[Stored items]

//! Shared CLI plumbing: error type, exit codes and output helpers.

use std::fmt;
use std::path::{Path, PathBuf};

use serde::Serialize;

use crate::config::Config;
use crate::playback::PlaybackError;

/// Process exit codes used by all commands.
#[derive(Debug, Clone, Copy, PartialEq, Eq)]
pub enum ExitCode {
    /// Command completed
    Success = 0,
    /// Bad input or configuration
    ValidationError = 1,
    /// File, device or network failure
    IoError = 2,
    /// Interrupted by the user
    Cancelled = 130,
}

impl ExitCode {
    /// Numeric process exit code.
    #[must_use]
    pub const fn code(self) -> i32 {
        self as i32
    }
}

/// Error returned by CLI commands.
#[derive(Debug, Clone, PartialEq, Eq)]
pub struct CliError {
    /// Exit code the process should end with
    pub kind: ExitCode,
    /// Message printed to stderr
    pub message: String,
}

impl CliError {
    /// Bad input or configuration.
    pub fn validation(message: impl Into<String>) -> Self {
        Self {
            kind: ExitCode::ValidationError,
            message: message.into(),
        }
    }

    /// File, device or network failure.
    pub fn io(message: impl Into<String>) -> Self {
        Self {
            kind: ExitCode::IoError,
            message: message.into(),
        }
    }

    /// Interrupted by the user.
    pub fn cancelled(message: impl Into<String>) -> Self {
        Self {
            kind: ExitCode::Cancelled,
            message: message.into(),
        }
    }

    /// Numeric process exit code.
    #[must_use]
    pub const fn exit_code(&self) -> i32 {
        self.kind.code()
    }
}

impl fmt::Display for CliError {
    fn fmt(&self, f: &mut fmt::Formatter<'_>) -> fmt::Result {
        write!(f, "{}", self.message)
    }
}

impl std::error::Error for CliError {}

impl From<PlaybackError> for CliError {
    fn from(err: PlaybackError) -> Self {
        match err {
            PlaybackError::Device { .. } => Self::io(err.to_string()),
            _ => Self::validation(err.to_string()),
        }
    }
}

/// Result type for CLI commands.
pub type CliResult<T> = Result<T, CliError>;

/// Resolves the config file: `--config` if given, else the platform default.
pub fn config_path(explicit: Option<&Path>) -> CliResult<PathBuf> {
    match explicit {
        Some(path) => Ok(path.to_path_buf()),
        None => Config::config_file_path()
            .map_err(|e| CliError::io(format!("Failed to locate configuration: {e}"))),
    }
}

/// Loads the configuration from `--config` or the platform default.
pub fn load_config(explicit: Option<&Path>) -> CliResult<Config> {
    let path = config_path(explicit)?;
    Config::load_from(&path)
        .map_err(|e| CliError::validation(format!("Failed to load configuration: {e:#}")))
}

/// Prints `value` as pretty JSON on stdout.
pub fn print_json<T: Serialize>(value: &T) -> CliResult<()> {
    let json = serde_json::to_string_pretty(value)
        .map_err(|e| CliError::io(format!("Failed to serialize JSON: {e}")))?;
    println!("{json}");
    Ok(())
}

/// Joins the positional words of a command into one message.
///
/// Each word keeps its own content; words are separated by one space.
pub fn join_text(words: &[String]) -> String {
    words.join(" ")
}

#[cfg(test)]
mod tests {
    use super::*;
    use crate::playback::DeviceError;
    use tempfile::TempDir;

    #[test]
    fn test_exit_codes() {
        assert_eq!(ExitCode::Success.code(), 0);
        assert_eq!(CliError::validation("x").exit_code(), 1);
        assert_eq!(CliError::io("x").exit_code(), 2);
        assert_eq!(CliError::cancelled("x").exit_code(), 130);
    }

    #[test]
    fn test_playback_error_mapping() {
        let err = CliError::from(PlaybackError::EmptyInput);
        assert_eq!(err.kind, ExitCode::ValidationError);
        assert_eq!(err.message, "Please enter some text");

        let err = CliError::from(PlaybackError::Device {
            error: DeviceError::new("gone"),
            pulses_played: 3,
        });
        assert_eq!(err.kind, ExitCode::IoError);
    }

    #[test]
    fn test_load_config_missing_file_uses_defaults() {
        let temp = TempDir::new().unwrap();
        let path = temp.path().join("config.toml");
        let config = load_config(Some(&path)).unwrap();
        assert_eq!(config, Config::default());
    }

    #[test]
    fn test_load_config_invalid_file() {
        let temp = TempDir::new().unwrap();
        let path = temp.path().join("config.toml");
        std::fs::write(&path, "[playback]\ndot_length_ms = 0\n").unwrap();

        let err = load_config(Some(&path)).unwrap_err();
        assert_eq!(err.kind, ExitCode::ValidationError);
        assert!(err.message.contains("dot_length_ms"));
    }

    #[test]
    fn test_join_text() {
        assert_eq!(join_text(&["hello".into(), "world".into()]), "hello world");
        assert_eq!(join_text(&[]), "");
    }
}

...

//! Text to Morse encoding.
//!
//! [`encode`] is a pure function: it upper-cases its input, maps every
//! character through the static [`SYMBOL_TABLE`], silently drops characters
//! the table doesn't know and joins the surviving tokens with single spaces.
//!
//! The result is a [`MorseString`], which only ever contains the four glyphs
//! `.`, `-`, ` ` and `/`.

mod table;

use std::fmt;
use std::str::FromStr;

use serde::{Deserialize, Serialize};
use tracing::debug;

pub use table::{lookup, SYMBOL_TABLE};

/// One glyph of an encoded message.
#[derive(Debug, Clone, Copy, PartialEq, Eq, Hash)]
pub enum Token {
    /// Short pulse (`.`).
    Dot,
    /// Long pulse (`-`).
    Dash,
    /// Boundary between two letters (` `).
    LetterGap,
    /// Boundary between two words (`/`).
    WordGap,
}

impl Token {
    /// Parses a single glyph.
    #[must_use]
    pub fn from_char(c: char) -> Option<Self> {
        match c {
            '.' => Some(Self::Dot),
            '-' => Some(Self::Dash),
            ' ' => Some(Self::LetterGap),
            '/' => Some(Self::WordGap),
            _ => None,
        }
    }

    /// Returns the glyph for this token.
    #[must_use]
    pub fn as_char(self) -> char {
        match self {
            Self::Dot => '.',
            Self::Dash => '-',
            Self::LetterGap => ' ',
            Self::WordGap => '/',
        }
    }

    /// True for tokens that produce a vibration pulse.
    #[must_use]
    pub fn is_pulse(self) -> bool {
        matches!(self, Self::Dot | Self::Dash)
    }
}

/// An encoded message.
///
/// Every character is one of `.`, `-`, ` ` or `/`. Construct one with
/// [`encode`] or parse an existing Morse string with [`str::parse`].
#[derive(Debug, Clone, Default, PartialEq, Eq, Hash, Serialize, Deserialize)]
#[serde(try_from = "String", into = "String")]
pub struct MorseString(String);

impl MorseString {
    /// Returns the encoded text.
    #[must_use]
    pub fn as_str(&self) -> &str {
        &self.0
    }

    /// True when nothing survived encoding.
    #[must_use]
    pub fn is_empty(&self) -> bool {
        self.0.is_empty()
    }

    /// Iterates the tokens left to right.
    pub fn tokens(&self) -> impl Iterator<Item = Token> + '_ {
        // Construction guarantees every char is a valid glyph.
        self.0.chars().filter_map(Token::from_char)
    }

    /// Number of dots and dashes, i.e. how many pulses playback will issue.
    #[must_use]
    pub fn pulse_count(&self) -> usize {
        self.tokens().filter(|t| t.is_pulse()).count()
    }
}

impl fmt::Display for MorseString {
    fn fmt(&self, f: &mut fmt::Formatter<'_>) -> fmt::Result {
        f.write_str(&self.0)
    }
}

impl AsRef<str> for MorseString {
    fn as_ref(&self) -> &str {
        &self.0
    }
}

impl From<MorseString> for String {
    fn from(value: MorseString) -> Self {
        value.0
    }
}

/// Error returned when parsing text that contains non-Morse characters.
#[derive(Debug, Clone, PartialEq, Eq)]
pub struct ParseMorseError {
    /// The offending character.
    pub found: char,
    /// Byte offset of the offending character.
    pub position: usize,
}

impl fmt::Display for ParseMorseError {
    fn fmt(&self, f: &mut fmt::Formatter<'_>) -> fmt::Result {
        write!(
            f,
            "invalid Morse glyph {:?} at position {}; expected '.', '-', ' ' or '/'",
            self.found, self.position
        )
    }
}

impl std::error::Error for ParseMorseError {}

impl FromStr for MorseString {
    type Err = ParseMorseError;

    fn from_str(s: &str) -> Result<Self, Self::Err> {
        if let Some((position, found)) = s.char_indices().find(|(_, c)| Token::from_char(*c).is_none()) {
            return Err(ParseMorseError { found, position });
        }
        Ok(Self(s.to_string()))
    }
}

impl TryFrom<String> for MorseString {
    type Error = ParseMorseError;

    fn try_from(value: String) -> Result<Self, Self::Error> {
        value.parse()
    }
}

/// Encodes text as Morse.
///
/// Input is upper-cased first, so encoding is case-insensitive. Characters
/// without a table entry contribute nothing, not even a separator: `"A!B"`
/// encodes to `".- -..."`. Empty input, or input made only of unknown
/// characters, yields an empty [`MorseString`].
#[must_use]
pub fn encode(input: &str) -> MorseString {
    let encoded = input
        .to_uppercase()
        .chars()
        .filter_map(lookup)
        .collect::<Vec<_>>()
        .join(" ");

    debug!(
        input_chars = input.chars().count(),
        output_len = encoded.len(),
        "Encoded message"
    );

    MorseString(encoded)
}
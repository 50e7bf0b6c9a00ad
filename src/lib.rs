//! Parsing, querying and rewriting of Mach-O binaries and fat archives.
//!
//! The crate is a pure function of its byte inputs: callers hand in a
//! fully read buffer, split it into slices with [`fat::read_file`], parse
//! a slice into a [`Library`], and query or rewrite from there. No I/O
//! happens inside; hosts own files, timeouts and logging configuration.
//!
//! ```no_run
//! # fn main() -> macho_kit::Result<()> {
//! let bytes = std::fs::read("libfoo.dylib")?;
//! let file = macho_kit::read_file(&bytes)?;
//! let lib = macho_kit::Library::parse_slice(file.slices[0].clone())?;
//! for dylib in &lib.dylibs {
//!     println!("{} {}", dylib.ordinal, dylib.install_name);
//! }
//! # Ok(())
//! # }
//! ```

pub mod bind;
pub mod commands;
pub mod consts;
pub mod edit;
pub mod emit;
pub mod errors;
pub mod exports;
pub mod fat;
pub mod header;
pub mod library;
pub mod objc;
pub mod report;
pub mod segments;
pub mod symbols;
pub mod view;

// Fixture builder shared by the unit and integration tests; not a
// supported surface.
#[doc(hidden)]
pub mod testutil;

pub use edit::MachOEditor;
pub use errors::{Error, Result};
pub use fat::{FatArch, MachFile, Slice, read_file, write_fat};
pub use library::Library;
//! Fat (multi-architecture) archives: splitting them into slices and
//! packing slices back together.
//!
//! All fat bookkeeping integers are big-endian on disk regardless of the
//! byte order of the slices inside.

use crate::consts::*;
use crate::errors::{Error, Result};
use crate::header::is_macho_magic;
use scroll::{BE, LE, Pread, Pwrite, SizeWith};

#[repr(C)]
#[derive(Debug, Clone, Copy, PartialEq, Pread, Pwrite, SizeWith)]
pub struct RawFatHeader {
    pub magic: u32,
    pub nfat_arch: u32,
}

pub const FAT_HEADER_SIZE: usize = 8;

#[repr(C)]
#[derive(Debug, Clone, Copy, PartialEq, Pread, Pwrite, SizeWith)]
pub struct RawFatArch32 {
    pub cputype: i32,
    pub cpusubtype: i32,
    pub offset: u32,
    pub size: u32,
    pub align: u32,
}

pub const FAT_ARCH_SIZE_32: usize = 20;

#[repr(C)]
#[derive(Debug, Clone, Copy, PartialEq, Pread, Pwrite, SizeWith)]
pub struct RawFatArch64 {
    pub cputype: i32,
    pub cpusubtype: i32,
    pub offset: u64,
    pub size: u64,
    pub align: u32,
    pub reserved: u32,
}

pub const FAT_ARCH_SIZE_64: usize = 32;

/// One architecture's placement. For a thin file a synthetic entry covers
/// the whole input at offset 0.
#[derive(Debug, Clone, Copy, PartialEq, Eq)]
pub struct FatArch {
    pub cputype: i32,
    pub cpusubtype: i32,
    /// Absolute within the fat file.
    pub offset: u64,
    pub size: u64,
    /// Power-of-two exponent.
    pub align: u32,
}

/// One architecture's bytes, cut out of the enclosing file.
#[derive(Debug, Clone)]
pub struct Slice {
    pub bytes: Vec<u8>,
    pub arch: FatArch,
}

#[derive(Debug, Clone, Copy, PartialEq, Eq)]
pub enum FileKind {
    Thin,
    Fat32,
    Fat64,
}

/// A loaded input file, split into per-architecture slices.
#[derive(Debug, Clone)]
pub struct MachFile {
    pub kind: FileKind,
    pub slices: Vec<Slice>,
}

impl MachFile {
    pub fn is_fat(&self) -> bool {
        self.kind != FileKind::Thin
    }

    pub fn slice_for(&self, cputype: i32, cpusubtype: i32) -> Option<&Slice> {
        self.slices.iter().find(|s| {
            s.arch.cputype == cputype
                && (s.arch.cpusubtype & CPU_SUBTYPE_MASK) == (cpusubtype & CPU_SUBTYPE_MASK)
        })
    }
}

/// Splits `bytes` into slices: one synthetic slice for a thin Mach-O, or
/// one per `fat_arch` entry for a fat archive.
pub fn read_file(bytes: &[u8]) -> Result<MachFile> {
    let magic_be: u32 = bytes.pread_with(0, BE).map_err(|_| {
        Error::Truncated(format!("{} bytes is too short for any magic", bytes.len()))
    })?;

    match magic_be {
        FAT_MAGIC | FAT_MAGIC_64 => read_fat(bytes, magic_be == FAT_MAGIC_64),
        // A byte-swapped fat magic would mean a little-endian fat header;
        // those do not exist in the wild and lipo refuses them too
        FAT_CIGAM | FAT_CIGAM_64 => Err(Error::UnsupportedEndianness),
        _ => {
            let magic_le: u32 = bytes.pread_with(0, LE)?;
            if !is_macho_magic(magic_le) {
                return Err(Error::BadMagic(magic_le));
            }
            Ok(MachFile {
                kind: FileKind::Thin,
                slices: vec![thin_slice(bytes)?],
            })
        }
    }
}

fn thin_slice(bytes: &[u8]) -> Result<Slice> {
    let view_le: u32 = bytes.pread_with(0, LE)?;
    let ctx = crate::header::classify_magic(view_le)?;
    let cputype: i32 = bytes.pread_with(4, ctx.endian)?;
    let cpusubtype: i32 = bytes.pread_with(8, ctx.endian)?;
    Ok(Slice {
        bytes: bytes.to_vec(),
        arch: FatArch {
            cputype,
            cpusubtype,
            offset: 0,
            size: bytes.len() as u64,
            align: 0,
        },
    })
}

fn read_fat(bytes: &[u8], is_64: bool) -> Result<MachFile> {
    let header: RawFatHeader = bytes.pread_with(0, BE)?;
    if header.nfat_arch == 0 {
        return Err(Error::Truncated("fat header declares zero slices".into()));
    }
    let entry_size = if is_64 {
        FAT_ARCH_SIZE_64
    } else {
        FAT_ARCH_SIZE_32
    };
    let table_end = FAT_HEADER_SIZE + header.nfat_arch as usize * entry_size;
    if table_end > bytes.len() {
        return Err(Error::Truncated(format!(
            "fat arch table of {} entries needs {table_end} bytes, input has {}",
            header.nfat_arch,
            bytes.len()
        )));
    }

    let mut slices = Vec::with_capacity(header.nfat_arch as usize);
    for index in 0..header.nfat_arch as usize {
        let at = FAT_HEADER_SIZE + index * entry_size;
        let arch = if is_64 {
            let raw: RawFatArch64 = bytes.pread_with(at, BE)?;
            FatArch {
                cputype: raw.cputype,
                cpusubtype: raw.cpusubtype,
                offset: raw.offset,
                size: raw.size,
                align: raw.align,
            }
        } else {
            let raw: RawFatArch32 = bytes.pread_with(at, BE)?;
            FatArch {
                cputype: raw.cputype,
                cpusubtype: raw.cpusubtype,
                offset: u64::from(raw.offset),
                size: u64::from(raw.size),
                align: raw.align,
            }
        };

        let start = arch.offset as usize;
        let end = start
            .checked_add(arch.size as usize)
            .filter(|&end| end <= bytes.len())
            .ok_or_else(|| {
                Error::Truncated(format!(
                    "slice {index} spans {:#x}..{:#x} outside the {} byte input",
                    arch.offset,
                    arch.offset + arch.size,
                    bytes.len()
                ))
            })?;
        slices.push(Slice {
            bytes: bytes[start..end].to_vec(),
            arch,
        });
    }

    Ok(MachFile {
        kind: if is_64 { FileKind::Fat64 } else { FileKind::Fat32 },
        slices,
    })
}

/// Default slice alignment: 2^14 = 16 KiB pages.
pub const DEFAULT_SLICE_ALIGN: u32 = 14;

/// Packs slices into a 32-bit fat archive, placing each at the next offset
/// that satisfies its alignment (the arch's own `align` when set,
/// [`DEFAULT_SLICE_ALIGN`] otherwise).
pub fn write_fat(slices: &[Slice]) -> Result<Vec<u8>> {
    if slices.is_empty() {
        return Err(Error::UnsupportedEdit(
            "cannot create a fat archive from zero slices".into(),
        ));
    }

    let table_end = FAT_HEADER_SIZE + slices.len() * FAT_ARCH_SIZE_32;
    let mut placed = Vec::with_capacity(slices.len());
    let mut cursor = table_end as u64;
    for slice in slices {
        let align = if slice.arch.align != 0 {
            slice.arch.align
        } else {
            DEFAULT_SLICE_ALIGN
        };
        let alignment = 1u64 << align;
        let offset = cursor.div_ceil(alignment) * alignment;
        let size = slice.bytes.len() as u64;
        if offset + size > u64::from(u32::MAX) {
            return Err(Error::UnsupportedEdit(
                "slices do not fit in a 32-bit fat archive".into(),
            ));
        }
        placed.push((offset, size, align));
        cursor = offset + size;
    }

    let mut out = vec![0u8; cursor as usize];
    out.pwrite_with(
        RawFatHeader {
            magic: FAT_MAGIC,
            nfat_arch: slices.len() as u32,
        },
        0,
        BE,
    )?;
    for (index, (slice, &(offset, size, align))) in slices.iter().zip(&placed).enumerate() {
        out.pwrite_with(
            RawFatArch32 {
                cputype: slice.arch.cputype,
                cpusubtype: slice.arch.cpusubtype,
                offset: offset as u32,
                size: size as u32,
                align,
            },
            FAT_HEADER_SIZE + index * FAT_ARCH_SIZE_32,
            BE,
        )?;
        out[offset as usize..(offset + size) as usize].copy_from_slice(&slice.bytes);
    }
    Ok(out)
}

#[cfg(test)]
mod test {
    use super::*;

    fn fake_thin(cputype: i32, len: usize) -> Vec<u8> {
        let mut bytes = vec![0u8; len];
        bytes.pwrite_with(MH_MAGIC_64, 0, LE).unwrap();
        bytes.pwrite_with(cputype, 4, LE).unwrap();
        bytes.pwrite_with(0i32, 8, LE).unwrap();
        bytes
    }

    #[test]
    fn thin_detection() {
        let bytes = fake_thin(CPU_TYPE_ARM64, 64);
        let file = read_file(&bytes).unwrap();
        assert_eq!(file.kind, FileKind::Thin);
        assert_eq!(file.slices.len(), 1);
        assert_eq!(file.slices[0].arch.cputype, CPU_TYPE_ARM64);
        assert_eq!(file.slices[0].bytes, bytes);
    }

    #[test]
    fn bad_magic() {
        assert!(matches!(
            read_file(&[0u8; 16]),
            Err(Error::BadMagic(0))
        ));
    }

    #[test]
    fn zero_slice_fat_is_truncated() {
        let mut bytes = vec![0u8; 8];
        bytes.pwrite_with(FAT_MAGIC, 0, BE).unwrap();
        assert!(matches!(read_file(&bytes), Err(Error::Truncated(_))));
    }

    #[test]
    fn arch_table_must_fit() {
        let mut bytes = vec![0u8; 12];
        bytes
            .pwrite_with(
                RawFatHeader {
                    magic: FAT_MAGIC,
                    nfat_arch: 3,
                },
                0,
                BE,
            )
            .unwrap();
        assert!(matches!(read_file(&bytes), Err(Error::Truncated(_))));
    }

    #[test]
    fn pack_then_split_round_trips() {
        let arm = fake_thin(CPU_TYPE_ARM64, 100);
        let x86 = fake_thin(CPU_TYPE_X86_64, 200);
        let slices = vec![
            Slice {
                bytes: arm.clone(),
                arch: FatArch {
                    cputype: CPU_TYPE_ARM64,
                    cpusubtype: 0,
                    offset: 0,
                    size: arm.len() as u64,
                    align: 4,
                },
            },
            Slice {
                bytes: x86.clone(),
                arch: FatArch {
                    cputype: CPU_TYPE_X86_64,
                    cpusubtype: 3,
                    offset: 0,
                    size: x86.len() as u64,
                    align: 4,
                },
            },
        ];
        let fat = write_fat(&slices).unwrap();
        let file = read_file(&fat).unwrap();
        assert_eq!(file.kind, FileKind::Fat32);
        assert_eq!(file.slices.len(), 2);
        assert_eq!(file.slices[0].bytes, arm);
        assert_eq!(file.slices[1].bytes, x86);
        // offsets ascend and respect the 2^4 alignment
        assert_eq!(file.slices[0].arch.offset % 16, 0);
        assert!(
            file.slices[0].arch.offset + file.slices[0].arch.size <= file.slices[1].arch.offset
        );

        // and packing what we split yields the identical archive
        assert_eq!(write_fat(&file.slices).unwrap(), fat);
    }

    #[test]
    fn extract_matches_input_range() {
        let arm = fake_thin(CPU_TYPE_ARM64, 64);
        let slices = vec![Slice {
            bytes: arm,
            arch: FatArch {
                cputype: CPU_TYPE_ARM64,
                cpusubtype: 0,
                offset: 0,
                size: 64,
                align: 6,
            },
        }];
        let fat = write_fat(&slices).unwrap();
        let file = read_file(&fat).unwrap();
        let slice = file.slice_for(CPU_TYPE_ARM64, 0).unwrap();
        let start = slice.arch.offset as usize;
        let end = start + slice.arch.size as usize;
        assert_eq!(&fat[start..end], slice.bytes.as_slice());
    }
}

**WHAT IS BEING ASKED:**
Where does "found" appear in the records above? Copy every line that has it.

**YOUR SOLUTION:**
    pub found: char,
            self.found, self.position
        if let Some((position, found)) = s.char_indices().find(|(_, c)| Token::from_char(*c).is_none()) {
            return Err(ParseMorseError { found, position });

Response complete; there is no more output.